### GIVEN DATA

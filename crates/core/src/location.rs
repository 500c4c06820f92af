//! Where a logical queue lives.

use serde::{Deserialize, Serialize};

use crate::error::{ConfigError, ConfigResult};
use crate::id::QueueId;
use crate::identifier::validate_qualified_name;

/// A logical queue: physical table, queue name and optional id sequence.
///
/// `(table_name, queue_id)` selects the rows of one queue. The id sequence is
/// only required by dialects without identity columns. Locations are used as
/// SQL text cache keys, so they are cheap to hash and compare.
#[derive(Debug, Clone, PartialEq, Eq, Hash, Serialize, Deserialize)]
#[serde(try_from = "RawQueueLocation", into = "RawQueueLocation")]
pub struct QueueLocation {
    table_name: String,
    queue_id: QueueId,
    id_sequence: Option<String>,
}

impl QueueLocation {
    /// Fails on an unsafe table name or a blank queue id.
    pub fn new(table_name: impl Into<String>, queue_id: QueueId) -> ConfigResult<Self> {
        let table_name = table_name.into();
        validate_qualified_name(&table_name)?;
        if queue_id.as_str().trim().is_empty() {
            return Err(ConfigError::invalid_value("queue_id", "must not be empty"));
        }
        Ok(Self {
            table_name,
            queue_id,
            id_sequence: None,
        })
    }

    /// Attach the sequence that generates task ids for this table.
    pub fn with_id_sequence(mut self, sequence: impl Into<String>) -> ConfigResult<Self> {
        let sequence = sequence.into();
        validate_qualified_name(&sequence)?;
        self.id_sequence = Some(sequence);
        Ok(self)
    }

    pub fn table_name(&self) -> &str {
        &self.table_name
    }

    pub fn queue_id(&self) -> &QueueId {
        &self.queue_id
    }

    pub fn id_sequence(&self) -> Option<&str> {
        self.id_sequence.as_deref()
    }
}

impl core::fmt::Display for QueueLocation {
    fn fmt(&self, f: &mut core::fmt::Formatter<'_>) -> core::fmt::Result {
        write!(f, "{}/{}", self.table_name, self.queue_id)
    }
}

#[derive(Serialize, Deserialize)]
struct RawQueueLocation {
    table_name: String,
    queue_id: QueueId,
    #[serde(default, skip_serializing_if = "Option::is_none")]
    id_sequence: Option<String>,
}

impl TryFrom<RawQueueLocation> for QueueLocation {
    type Error = ConfigError;

    fn try_from(raw: RawQueueLocation) -> Result<Self, Self::Error> {
        let location = QueueLocation::new(raw.table_name, raw.queue_id)?;
        match raw.id_sequence {
            Some(seq) => location.with_id_sequence(seq),
            None => Ok(location),
        }
    }
}

impl From<QueueLocation> for RawQueueLocation {
    fn from(location: QueueLocation) -> Self {
        Self {
            table_name: location.table_name,
            queue_id: location.queue_id,
            id_sequence: location.id_sequence,
        }
    }
}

### WORK TO BE COMPLETED
Starting at the line with "location = QueueLocation::new(raw.table_name, raw.queue_id)?;", restate each line through the end of the records, both ends included, and stop there.

### PROBLEM SOLUTION
        let location = QueueLocation::new(raw.table_name, raw.queue_id)?;
        match raw.id_sequence {
            Some(seq) => location.with_id_sequence(seq),
            None => Ok(location),
        }
    }
}

impl From<QueueLocation> for RawQueueLocation {
    fn from(location: QueueLocation) -> Self {
        Self {
            table_name: location.table_name,
            queue_id: location.queue_id,
            id_sequence: location.id_sequence,
        }
    }
}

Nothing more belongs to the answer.